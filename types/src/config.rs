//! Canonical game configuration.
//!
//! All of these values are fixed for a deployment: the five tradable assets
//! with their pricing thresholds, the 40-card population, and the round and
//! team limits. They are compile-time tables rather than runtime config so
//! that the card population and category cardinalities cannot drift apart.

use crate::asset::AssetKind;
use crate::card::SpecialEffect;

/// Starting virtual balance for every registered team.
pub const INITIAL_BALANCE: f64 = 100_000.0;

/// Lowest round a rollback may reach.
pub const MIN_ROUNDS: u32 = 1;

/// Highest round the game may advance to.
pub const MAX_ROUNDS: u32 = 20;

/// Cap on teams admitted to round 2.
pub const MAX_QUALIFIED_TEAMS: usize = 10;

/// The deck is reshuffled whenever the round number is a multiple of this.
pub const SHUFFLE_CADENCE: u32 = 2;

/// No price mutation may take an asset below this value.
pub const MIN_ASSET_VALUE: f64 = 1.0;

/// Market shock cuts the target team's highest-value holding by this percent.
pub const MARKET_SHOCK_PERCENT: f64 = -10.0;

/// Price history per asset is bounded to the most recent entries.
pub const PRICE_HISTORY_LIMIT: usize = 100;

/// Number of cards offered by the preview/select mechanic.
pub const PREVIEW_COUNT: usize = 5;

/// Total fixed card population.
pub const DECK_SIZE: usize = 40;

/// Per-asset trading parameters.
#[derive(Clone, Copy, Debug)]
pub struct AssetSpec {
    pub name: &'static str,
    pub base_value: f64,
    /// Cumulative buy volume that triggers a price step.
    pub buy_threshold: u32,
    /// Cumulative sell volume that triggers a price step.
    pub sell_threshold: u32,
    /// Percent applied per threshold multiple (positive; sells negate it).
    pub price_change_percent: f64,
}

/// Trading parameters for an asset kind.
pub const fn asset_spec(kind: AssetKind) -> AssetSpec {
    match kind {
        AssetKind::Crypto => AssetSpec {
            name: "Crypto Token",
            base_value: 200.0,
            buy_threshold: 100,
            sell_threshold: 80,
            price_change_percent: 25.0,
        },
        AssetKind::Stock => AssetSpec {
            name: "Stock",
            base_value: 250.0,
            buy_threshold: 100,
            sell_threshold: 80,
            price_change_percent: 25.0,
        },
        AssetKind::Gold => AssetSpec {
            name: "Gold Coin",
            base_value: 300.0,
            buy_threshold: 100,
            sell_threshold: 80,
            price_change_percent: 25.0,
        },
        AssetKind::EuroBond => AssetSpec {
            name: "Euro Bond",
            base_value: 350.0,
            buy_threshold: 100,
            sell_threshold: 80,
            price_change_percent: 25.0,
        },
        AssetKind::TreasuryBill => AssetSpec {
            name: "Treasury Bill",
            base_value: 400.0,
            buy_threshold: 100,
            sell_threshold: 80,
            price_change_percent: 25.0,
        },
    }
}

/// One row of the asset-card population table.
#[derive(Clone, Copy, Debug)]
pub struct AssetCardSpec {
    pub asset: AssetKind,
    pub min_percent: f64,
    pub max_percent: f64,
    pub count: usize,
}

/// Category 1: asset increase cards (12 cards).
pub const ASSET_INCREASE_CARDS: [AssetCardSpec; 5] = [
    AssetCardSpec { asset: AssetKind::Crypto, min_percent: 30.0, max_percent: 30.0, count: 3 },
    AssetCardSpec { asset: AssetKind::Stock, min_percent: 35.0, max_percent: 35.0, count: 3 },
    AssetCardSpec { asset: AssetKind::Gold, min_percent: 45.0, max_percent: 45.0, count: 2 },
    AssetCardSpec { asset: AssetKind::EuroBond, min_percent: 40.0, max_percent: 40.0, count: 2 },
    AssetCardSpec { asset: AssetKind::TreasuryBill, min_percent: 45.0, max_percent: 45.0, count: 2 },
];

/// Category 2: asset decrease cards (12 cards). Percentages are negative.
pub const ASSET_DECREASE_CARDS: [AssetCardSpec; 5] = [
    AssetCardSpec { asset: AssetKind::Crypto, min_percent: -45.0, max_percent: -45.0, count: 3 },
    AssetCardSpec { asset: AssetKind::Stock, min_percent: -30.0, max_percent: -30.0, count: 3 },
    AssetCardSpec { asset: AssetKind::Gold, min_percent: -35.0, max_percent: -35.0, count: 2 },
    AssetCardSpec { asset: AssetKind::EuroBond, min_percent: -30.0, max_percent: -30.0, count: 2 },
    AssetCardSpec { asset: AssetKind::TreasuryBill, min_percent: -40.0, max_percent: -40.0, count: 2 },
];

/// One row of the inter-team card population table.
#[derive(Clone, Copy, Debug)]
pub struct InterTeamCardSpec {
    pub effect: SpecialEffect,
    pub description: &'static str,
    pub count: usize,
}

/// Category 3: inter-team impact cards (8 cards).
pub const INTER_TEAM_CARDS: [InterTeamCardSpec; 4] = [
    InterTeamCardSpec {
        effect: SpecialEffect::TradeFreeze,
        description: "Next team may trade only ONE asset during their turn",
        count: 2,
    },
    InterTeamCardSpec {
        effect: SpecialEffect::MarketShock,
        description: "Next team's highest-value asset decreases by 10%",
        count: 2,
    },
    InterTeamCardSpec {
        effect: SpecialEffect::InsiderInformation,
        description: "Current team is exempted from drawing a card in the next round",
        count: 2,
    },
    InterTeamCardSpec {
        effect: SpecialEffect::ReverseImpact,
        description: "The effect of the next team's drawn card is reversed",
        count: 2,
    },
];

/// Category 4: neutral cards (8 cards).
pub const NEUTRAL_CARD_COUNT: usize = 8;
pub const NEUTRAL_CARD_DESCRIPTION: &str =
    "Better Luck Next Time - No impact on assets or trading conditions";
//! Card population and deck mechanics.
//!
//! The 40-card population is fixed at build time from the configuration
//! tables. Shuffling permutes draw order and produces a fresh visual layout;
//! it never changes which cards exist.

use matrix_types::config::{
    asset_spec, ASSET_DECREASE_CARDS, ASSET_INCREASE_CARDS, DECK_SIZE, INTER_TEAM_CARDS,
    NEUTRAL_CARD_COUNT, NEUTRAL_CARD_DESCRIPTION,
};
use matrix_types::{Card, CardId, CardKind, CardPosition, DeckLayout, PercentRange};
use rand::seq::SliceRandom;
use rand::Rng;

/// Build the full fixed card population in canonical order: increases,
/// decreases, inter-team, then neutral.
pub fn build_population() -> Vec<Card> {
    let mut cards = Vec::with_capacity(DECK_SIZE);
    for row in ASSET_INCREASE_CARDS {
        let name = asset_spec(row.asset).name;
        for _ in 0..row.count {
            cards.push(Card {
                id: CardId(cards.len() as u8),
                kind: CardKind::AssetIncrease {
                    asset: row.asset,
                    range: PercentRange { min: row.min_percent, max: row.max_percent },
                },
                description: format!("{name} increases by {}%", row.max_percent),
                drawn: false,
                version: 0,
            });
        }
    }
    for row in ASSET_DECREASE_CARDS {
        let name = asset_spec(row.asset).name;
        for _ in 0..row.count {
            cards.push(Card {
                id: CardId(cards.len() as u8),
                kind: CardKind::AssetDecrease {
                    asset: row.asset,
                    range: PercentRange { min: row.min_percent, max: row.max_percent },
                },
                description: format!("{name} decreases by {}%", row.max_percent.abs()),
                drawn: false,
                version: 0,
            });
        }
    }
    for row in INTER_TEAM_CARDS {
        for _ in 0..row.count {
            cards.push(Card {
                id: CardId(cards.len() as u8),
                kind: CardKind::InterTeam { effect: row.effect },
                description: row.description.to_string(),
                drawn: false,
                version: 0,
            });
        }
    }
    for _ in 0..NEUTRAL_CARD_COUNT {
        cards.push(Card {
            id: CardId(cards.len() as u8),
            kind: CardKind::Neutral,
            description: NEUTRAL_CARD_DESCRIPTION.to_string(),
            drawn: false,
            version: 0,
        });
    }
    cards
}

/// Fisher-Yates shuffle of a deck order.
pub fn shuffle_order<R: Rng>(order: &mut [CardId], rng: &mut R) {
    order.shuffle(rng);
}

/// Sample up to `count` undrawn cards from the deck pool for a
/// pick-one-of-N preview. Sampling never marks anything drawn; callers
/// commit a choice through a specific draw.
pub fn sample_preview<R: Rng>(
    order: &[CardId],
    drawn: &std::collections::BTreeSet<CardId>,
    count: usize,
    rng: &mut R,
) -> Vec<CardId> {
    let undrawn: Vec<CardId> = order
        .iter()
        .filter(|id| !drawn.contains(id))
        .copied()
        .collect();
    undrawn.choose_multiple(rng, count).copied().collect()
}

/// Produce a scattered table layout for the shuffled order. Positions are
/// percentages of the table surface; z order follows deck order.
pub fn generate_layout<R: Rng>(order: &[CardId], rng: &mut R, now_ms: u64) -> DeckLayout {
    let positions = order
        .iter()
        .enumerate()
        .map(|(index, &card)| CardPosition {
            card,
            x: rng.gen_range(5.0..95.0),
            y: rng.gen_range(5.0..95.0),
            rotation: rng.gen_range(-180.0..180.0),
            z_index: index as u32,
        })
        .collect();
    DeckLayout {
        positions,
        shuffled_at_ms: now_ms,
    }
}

What to produce
Every line of the material that includes the word "increases" needs to be copied.

Answer space
/// Build the full fixed card population in canonical order: increases,
                description: format!("{name} increases by {}%", row.max_percent),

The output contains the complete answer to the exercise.